Glencoe

Gilbert Keith Chesterton
Glencoe

Da Poesie

Traduzione di Giulio Mainardi.
Tutti i diritti riservati.

Metro. Quartine di quindicisillabi (due settenari, il primo sdrucciolo). Rime: XAYA.


GLENCOE

The star-crowned cliffs seem hinged upon the sky,
The clouds are floating rags across them curled,
They open to us like the gates of God
Cloven in the last great wall of all the world.

I looked, and saw the valley of my soul
Where naked crests fight to achieve the skies,
Where no grain grows nor wine, no fruitful thing,
Only big words and starry blasphemies.

But you have clothed with mercy like a moss
The barren violence of its primal wars,
Sterile although they be and void of rule,
You know my shapeless crags have loved the stars.

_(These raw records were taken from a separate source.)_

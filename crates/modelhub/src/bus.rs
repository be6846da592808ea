//! One-shot notification bus keyed by name.
//!
//! Used as a keyed future: "tell me once when model X is built". Each name
//! resolves at most once in practice. The bus remembers resolved names, so a
//! subscriber that arrives after the announcement is invoked immediately
//! with the stored payload instead of waiting forever.

use std::collections::HashMap;
use std::sync::atomic::{AtomicU64, Ordering};

use parking_lot::Mutex;

/// Callback run when a name is announced.
pub type Callback<T> = Box<dyn FnOnce(&T) + Send>;

/// Outcome of a subscription.
#[derive(Debug, Clone, Copy, PartialEq, Eq)]
pub enum Delivery {
    /// The name is not resolved yet; the callback is queued under this id.
    Queued(u64),
    /// The name was already resolved; the callback ran before returning.
    Immediate,
}

/// A subscription still waiting for its announcement.
#[derive(Debug, Clone, PartialEq, Eq)]
pub struct PendingSubscription {
    /// Subscription id.
    pub id: u64,
    /// Name being waited on.
    pub topic: String,
    /// Caller-supplied label.
    pub label: String,
}

struct Subscriber<T> {
    id: u64,
    label: String,
    callback: Callback<T>,
}

struct Topic<T> {
    subscribers: Vec<Subscriber<T>>,
    resolved: Option<T>,
}

impl<T> Default for Topic<T> {
    fn default() -> Self {
        Self {
            subscribers: Vec::new(),
            resolved: None,
        }
    }
}

/// Named one-shot publish/subscribe.
///
/// Callbacks always run outside the internal lock, so they may subscribe
/// or announce re-entrantly.
pub struct NotificationBus<T> {
    topics: Mutex<HashMap<String, Topic<T>>>,
    next_id: AtomicU64,
}

impl<T: Clone + Send> NotificationBus<T> {
    /// Create an empty bus.
    pub fn new() -> Self {
        Self {
            topics: Mutex::new(HashMap::new()),
            next_id: AtomicU64::new(1),
        }
    }

    /// Run `callback` once when `name` is announced.
    ///
    /// If `name` was already announced, the callback runs immediately with
    /// the stored payload.
    pub fn subscribe_once(
        &self,
        name: &str,
        label: impl Into<String>,
        callback: impl FnOnce(&T) + Send + 'static,
    ) -> Delivery {
        let label = label.into();
        let resolved = {
            let mut topics = self.topics.lock();
            let topic = topics.entry(name.to_string()).or_default();
            match &topic.resolved {
                Some(payload) => Some(payload.clone()),
                None => {
                    let id = self.next_id.fetch_add(1, Ordering::SeqCst);
                    topic.subscribers.push(Subscriber {
                        id,
                        label: label.clone(),
                        callback: Box::new(callback),
                    });
                    tracing::debug!(topic = name, %label, id, "subscription queued");
                    return Delivery::Queued(id);
                }
            }
        };

        if let Some(payload) = resolved {
            tracing::debug!(topic = name, %label, "topic already resolved, delivering now");
            callback(&payload);
        }
        Delivery::Immediate
    }

    /// Resolve `name` and run every queued subscriber in subscription order.
    ///
    /// Returns the number of subscribers invoked.
    pub fn announce(&self, name: &str, payload: &T) -> usize {
        let subscribers = {
            let mut topics = self.topics.lock();
            let topic = topics.entry(name.to_string()).or_default();
            topic.resolved = Some(payload.clone());
            std::mem::take(&mut topic.subscribers)
        };

        let count = subscribers.len();
        tracing::debug!(topic = name, subscribers = count, "announce");

        for subscriber in subscribers {
            tracing::trace!(topic = name, label = %subscriber.label, id = subscriber.id, "deliver");
            (subscriber.callback)(payload);
        }
        count
    }

    /// Check whether `name` has been announced.
    pub fn is_resolved(&self, name: &str) -> bool {
        self.topics
            .lock()
            .get(name)
            .is_some_and(|t| t.resolved.is_some())
    }

    /// Number of subscribers waiting on `name`.
    pub fn waiting_on(&self, name: &str) -> usize {
        self.topics
            .lock()
            .get(name)
            .map_or(0, |t| t.subscribers.len())
    }

    /// All subscriptions still waiting, ordered by subscription id.
    pub fn pending(&self) -> Vec<PendingSubscription> {
        let topics = self.topics.lock();
        let mut pending: Vec<PendingSubscription> = topics
            .iter()
            .flat_map(|(topic, entry)| {
                entry.subscribers.iter().map(move |s| PendingSubscription {
                    id: s.id,
                    topic: topic.clone(),
                    label: s.label.clone(),
                })
            })
            .collect();
        pending.sort_by_key(|p| p.id);
        pending
    }
}

impl<T: Clone + Send> Default for NotificationBus<T> {
    fn default() -> Self {
        Self::new()
    }
}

How shall I thank you, O courageous heart.
That of this wasteful world you had no fear;
But bade it blossom in clear faith and sent
Your fair flower-feeding rivers: even as here

The peat burns brimming from their cups of stone
Glow brown and blood-red down the vast decline
As if Christ stood on yonder clouded peak
And turned its thousand waters into wine.


GLENCOE1

Le rupi han brol sidereo,     al cielo incardinate,
sono stracci le nuvole     sospesi, avvolti in tondo,
dinanzi a noi si schiudono     come i cancel di Dio
disserrati nell’ultima     muraglia in tutto il mondo.

Io guardai, e dell’anima     mia discernei la valle,
u’ creste nude lottano     verso i cieli protese,
dove non cresce acino     né grano, nessun frutto,
soltanto gran vocaboli     e a Dio stellate offese.

Ma tu hai fatto abito     della pietà qual musco
alla violenza arida     delle sue prische lotte;
sebben fossero sterili,     senza ordine alcuno,
queste mie balze amarono     le faci della notte.

Come potrò a te rendere     grazie, cuor coraggioso,
che di tal mondo inutile     non avesti timor;
ma in chiara fé a far germini     di fior lo costringesti
e mandasti almi rivoli     di te: pur mentre or

i torbosi rigagnoli,     tracimando dai sassi,
bruni e sanguigni brillano     giù nel vasto declino
come se su quel nubilo     picco ci fosse Cristo
e questi mille liquidi     mutasse d’acqua in vino.


1 – Lunga e stretta valle scozzese di origine vulcanica, caratterizzata da un aspro paesaggio roccioso.